Changmin walks him up to the fourth floor and opens the apartment door.
Yunho crosses the threshold and stands in the hallway, looking at him. “Why did you tell me about the pendant-about me being the one who could destroy you?”
Changmin flicks his hair from his eyes. “Because you told me about the wolfsbane. It seemed only fair to offer you something in return.”
“That’s not it,” Yunho says without thinking.
“Isn’t it?” Changmin tilts his head, gaze darkening. “Then tell me why I did it.”
Yunho takes a step back. “You can come in.”
“I don’t need your permission.” Changmin stays outside in the hallway. The light is indifferent, a flickering fluorescent strip that buzzes and stutters occasionally into silence. It makes Changmin look pale and tired, his eyes shadowed. He leans against the doorframe the way he did yesterday, when he was waiting for Yunho to invite him in. The hope has gone from his expression. Now he’s just weary.
Yunho thinks he’d give almost anything to be able to hold him. To stop himself from reaching out, he tucks his thumbs into the back pockets of his jeans. “What would you do if you regained your hun?”
“What would I do.” Changmin shifts his weight and leans to one side, resting his head against the doorframe. “I would decide whether I wanted to continue existing as a vampire or if I should live out the rest of my natural lifespan as a human.”

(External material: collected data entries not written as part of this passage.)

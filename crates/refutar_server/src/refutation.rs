use actix_web::{error, web, HttpResponse, Responder, Result};
use refutar::{
    parse::parse_problem,
    resolution::{self, FORefutation, Params, Proof, ResolutionStep},
    session, Calculus,
};
use serde::Serialize;

use crate::{MoveForm, ParseForm, StateForm};

#[derive(Serialize)]
struct ProveReport {
    #[serde(flatten)]
    proof: Proof,
    trace: Vec<ResolutionStep>,
}

fn params(params: Option<String>) -> Result<Option<Params>> {
    match params {
        Some(p) => Ok(Some(
            serde_json::from_str(&p).map_err(error::ErrorBadRequest)?,
        )),
        None => Ok(None),
    }
}

fn state(state: &str) -> Result<resolution::State> {
    serde_json::from_str(state).map_err(error::ErrorBadRequest)
}

pub(crate) async fn fo() -> impl Responder {
    HttpResponse::Ok().body(
        "Calculus fo-refutation loaded.
Interact via the /parse /move /close /validate and /prove endpoints"
            .to_string(),
    )
}

pub(crate) async fn parse(form: web::Form<ParseForm>) -> Result<HttpResponse> {
    session(|| {
        let ParseForm { formula, params: p } = form.0;
        let state =
            FORefutation::parse_formula(&formula, params(p)?).map_err(error::ErrorBadRequest)?;

        Ok(HttpResponse::Ok().json(state))
    })
}

pub(crate) async fn validate(form: web::Form<StateForm>) -> Result<HttpResponse> {
    session(|| {
        let state = state(&form.state)?;
        let res = FORefutation::validate(&state);

        Ok(HttpResponse::Ok().json(res))
    })
}

pub(crate) async fn r#move(form: web::Form<MoveForm>) -> Result<HttpResponse> {
    session(|| {
        let MoveForm { state: s, r#move } = form.0;

        let s = state(&s)?;
        let r#move: resolution::Move =
            serde_json::from_str(&r#move).map_err(error::ErrorBadRequest)?;

        let s = FORefutation::apply_move(s, r#move).map_err(error::ErrorBadRequest)?;

        Ok(HttpResponse::Ok().json(s))
    })
}

pub(crate) async fn close(form: web::Form<StateForm>) -> Result<HttpResponse> {
    session(|| {
        let state = state(&form.state)?;
        let res = FORefutation::check_close(&state);

        Ok(HttpResponse::Ok().json(res))
    })
}

/// Runs a whole refutation in one request.
pub(crate) async fn prove(form: web::Form<ParseForm>) -> Result<HttpResponse> {
    session(|| {
        let ParseForm { formula, params: p } = form.0;
        let params = params(p)?.unwrap_or_default();

        let problem = parse_problem(&formula)
            .map_err(resolution::Err::from)
            .map_err(error::ErrorBadRequest)?;
        let mut trace = Vec::new();
        let proof = resolution::prove(problem.base, problem.goal, &params, &mut trace)
            .map_err(error::ErrorBadRequest)?;

        Ok(HttpResponse::Ok().json(ProveReport { proof, trace }))
    })
}
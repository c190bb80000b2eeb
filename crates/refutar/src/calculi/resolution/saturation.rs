use std::{fmt, time::Instant};

use indexmap::IndexSet;
use log::{debug, info, log_enabled, warn, Level};
use serde::{ser::SerializeStruct, Deserialize, Serialize};

use super::{rule::resolve, Budget, Err, Params, RefResult};
use crate::clause::{Clause, KnowledgeBase};

#[derive(Debug, Clone, Copy, PartialEq, Eq, Serialize, Deserialize)]
#[serde(rename_all = "UPPERCASE")]
pub enum Status {
    Searching,
    /// The empty clause was derived.
    Refuted,
    /// A full round produced nothing new.
    Saturated,
}

impl Status {
    pub fn is_terminated(self) -> bool {
        self != Status::Searching
    }
}

impl fmt::Display for Status {
    fn fmt(&self, f: &mut fmt::Formatter<'_>) -> fmt::Result {
        match self {
            Status::Searching => write!(f, "SEARCHING"),
            Status::Refuted => write!(f, "REFUTED"),
            Status::Saturated => write!(f, "SATURATED"),
        }
    }
}

/// One derived resolvent together with its parents.
#[derive(Debug, Clone, PartialEq, Eq, Deserialize)]
pub struct ResolutionStep {
    pub step: usize,
    pub round: usize,
    pub left: Clause,
    pub right: Clause,
    pub resolvent: Clause,
}

impl ResolutionStep {
    pub fn is_refutation(&self) -> bool {
        self.resolvent.is_empty()
    }
}

impl fmt::Display for ResolutionStep {
    fn fmt(&self, f: &mut fmt::Formatter<'_>) -> fmt::Result {
        write!(
            f,
            "Step {}: resolving {} and {} gives {}",
            self.step, self.left, self.right, self.resolvent
        )
    }
}

impl Serialize for ResolutionStep {
    fn serialize<S>(&self, serializer: S) -> Result<S::Ok, S::Error>
    where
        S: serde::Serializer,
    {
        let mut step = serializer.serialize_struct("ResolutionStep", 6)?;
        step.serialize_field("step", &self.step)?;
        step.serialize_field("round", &self.round)?;
        step.serialize_field("left", &self.left)?;
        step.serialize_field("right", &self.right)?;
        step.serialize_field("resolvent", &self.resolvent)?;
        step.serialize_field("emptyClause", &self.is_refutation())?;
        step.end()
    }
}

/// Receives every resolvent of a committed round, in derivation order.
pub trait TraceSink {
    fn record(&mut self, step: ResolutionStep);

    /// Sinks that drop everything let the driver skip building steps.
    fn enabled(&self) -> bool {
        true
    }
}

impl TraceSink for Vec<ResolutionStep> {
    fn record(&mut self, step: ResolutionStep) {
        self.push(step);
    }
}

impl<T: TraceSink + ?Sized> TraceSink for &mut T {
    fn record(&mut self, step: ResolutionStep) {
        (**self).record(step)
    }

    fn enabled(&self) -> bool {
        (**self).enabled()
    }
}

#[derive(Debug, Clone, Copy, Default)]
pub struct NoTrace;

impl TraceSink for NoTrace {
    fn record(&mut self, _step: ResolutionStep) {}

    fn enabled(&self) -> bool {
        false
    }
}

/// Level saturation of a knowledge base under binary resolution.
///
/// Each round resolves every pair of clauses present when the round starts.
/// The resolvents only join the knowledge base once the round is complete.
/// A round that fails on a budget leaves the saturation untouched.
#[derive(Debug, Clone)]
pub struct Saturation {
    kb: KnowledgeBase,
    round: usize,
    status: Status,
    steps: usize,
    watermark: usize,
}

impl Saturation {
    pub fn new(kb: KnowledgeBase) -> Self {
        let status = if kb.has_empty_clause() {
            Status::Refuted
        } else {
            Status::Searching
        };
        Saturation {
            kb,
            round: 0,
            status,
            steps: 0,
            watermark: 0,
        }
    }

    /// Restores a saturation from its stored fields.
    pub fn from_parts(
        kb: KnowledgeBase,
        round: usize,
        status: Status,
        steps: usize,
        watermark: usize,
    ) -> RefResult<Self> {
        let s = Saturation {
            kb,
            round,
            status,
            steps,
            watermark,
        };
        s.check()?;
        Ok(s)
    }

    pub fn kb(&self) -> &KnowledgeBase {
        &self.kb
    }

    pub fn round(&self) -> usize {
        self.round
    }

    pub fn status(&self) -> Status {
        self.status
    }

    pub fn steps(&self) -> usize {
        self.steps
    }

    /// Knowledge base size at the start of the previous round.
    pub fn watermark(&self) -> usize {
        self.watermark
    }

    pub fn is_terminated(&self) -> bool {
        self.status.is_terminated()
    }

    /// Checks that the fields describe a reachable saturation.
    pub fn check(&self) -> RefResult<()> {
        let ill = |msg: &str| Err::IllFormedState(msg.to_string());

        if self.kb.goal_index() >= self.kb.size() {
            return Err(ill("goal index outside the knowledge base"));
        }
        if self.watermark > self.kb.size() {
            return Err(ill("pair watermark beyond the knowledge base"));
        }
        if self.round == 0 && (self.watermark != 0 || self.steps != 0) {
            return Err(ill("steps recorded before the first round"));
        }
        if (self.status == Status::Refuted) != self.kb.has_empty_clause() {
            return Err(ill("refuted iff the empty clause is present"));
        }
        Ok(())
    }

    /// Runs a single round.
    pub fn step<S: TraceSink + ?Sized>(
        &mut self,
        params: &Params,
        deadline: Option<Instant>,
        sink: &mut S,
    ) -> RefResult<Status> {
        if self.is_terminated() {
            return Err(Err::Terminated(self.status));
        }
        if let Some(max) = params.max_rounds {
            if self.round >= max {
                warn!("giving up after {} rounds", self.round);
                return Err(Err::BudgetExceeded(Budget::Rounds(max)));
            }
        }

        let round = self.round + 1;
        let start = self.kb.size();
        let floor = if params.skip_resolved_pairs {
            self.watermark
        } else {
            0
        };

        let clauses: Vec<&Clause> = self.kb.clauses().collect();
        let mut derived: Vec<(usize, usize, Clause)> = Vec::new();
        let mut found: IndexSet<Clause> = IndexSet::new();

        for i in 0..start {
            for j in floor.max(i + 1)..start {
                if let (Some(d), Some(timeout)) = (deadline, params.timeout()) {
                    if Instant::now() >= d {
                        warn!("giving up in round {round} after {} ms", timeout.as_millis());
                        return Err(Err::BudgetExceeded(Budget::Time(timeout)));
                    }
                }
                for r in resolve(clauses[i], clauses[j]) {
                    found.insert(r.clone());
                    derived.push((i, j, r));
                }
            }
        }

        let refuted = found.iter().any(Clause::is_empty);
        let fresh: Vec<Clause> = found
            .into_iter()
            .filter(|c| !self.kb.contains(c))
            .collect();

        if !refuted && !fresh.is_empty() {
            if let Some(max) = params.max_clauses {
                if start + fresh.len() > max {
                    warn!(
                        "giving up in round {round}: {} new clauses on top of {start}",
                        fresh.len()
                    );
                    return Err(Err::BudgetExceeded(Budget::Clauses(max)));
                }
            }
        }

        let record = sink.enabled() || log_enabled!(Level::Debug);
        for (i, j, resolvent) in derived {
            self.steps += 1;
            if !record {
                continue;
            }
            let step = ResolutionStep {
                step: self.steps,
                round,
                left: clauses[i].clone(),
                right: clauses[j].clone(),
                resolvent,
            };
            debug!("{step}");
            sink.record(step);
        }

        self.status = if refuted {
            Status::Refuted
        } else if fresh.is_empty() {
            Status::Saturated
        } else {
            Status::Searching
        };

        let added = fresh.len();
        for c in fresh {
            self.kb.add(c);
        }
        self.round = round;
        self.watermark = start;

        info!(
            "round {round}: {added} new clauses, {} in total, {}",
            self.kb.size(),
            self.status
        );
        Ok(self.status)
    }

    /// Runs rounds until a verdict is reached or a budget runs out. The
    /// timeout covers the whole run.
    pub fn run<S: TraceSink + ?Sized>(
        &mut self,
        params: &Params,
        sink: &mut S,
    ) -> RefResult<Status> {
        if self.is_terminated() {
            return Err(Err::Terminated(self.status));
        }
        let deadline = params.deadline();
        loop {
            let status = self.step(params, deadline, sink)?;
            if status.is_terminated() {
                return Ok(status);
            }
        }
    }
}
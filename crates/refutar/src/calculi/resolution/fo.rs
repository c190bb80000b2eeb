use serde::{ser::SerializeStruct, Deserialize, Serialize};

use super::{
    saturation::{ResolutionStep, Saturation, Status},
    Err, Params, RefResult,
};
use crate::{
    calculus::CloseMsg,
    clause::{Clause, KnowledgeBase},
    parse::parse_problem,
    tamper_protect::ProtectedState,
    Calculus,
};

#[derive(Debug, Clone)]
pub struct State {
    pub saturation: Saturation,
    pub params: Params,
    /// Steps derived by the most recent move.
    pub trace: Vec<ResolutionStep>,
}

impl State {
    pub fn new(saturation: Saturation, params: Params) -> Self {
        Self {
            saturation,
            params,
            trace: Vec::new(),
        }
    }
}

impl ProtectedState for State {
    fn compute_seal_info(&self) -> String {
        let s = &self.saturation;
        format!(
            "refutationstate|{}|{}|{}|{}|{}|{}|{}",
            s.kb(),
            s.kb().goal_index(),
            s.round(),
            s.steps(),
            s.watermark(),
            s.status(),
            self.params
        )
    }
}

#[derive(Debug, Clone, Copy, PartialEq, Eq, Serialize, Deserialize)]
#[serde(tag = "type")]
pub enum Move {
    /// Resolve every pair of clauses once.
    #[serde(rename = "ref-round")]
    Round,
    /// Run rounds until refuted, saturated or out of budget.
    #[serde(rename = "ref-saturate")]
    Saturate,
}

pub struct FORefutation;

impl<'f> Calculus<'f> for FORefutation {
    type Params = Params;
    type State = State;
    type Move = Move;
    type Error = Err;

    fn parse_formula(
        formula: &'f str,
        params: Option<Self::Params>,
    ) -> Result<Self::State, Self::Error> {
        let kb = parse_problem(formula)?.into_knowledge_base();
        Ok(State::new(Saturation::new(kb), params.unwrap_or_default()))
    }

    fn validate(state: &Self::State) -> bool {
        state.saturation.check().is_ok()
    }

    fn apply_move(mut state: Self::State, k_move: Self::Move) -> Result<Self::State, Self::Error> {
        state.trace.clear();
        match k_move {
            Move::Round => apply_round(&mut state)?,
            Move::Saturate => apply_saturate(&mut state)?,
        };
        Ok(state)
    }

    fn check_close(state: &Self::State) -> CloseMsg {
        let s = &state.saturation;
        match s.status() {
            Status::Refuted => CloseMsg::new(
                true,
                format!(
                    "The proof is closed: the empty clause was derived in round {}",
                    s.round()
                ),
            ),
            Status::Saturated => CloseMsg::new(
                false,
                format!(
                    "The proof is not closed: the knowledge base is saturated after {} rounds",
                    s.round()
                ),
            ),
            Status::Searching => CloseMsg::new(false, "The proof is not closed"),
        }
    }
}

fn apply_round(state: &mut State) -> RefResult<Status> {
    let deadline = state.params.deadline();
    state
        .saturation
        .step(&state.params, deadline, &mut state.trace)
}

fn apply_saturate(state: &mut State) -> RefResult<Status> {
    state.saturation.run(&state.params, &mut state.trace)
}

impl Serialize for State {
    fn serialize<S>(&self, serializer: S) -> Result<S::Ok, S::Error>
    where
        S: serde::Serializer,
    {
        let s = &self.saturation;
        let mut state = serializer.serialize_struct("RefutationState", 9)?;
        state.serialize_field("clauses", s.kb())?;
        state.serialize_field("goal", &s.kb().goal_index())?;
        state.serialize_field("round", &s.round())?;
        state.serialize_field("status", &s.status())?;
        state.serialize_field("steps", &s.steps())?;
        state.serialize_field("watermark", &s.watermark())?;
        state.serialize_field("params", &self.params)?;
        state.serialize_field("trace", &self.trace)?;
        state.serialize_field("seal", &self.seal())?;
        state.end()
    }
}

#[derive(Deserialize)]
#[serde(rename_all = "camelCase")]
struct RawState {
    clauses: Vec<Clause>,
    goal: usize,
    round: usize,
    status: Status,
    steps: usize,
    watermark: usize,
    params: Params,
    #[serde(default)]
    trace: Vec<ResolutionStep>,
    seal: String,
}

impl TryFrom<RawState> for State {
    type Error = String;

    fn try_from(raw: RawState) -> Result<Self, Self::Error> {
        let kb = KnowledgeBase::from_parts(raw.clauses, raw.goal)
            .ok_or("Stored clauses are duplicated or the goal index is out of range")?;
        let saturation =
            Saturation::from_parts(kb, raw.round, raw.status, raw.steps, raw.watermark)
                .map_err(|e| e.to_string())?;
        let state = State {
            saturation,
            params: raw.params,
            trace: raw.trace,
        };
        if !state.verify_seal(&raw.seal) {
            return Err("Invalid tamper protection seal".to_string());
        }
        Ok(state)
    }
}

impl<'de> Deserialize<'de> for State {
    fn deserialize<D>(deserializer: D) -> Result<Self, D::Error>
    where
        D: serde::Deserializer<'de>,
    {
        let raw = RawState::deserialize(deserializer)?;
        State::try_from(raw).map_err(serde::de::Error::custom)
    }
}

It’s not the answer Yunho was expecting. “Do you want to be human again?”
Changmin gives him a glittering look. “I want the choice to decide.”
Yunho nods. He can understand that desire. Maybe he can understand it more than most. His own situation is nowhere near as complicated-he can’t even begin to imagine what it must be like to choose between being immortal or mortal-but he supposes it’s not really about that. It’s the fact that, right now and for the past three hundred-odd years, Changmin has had no choice.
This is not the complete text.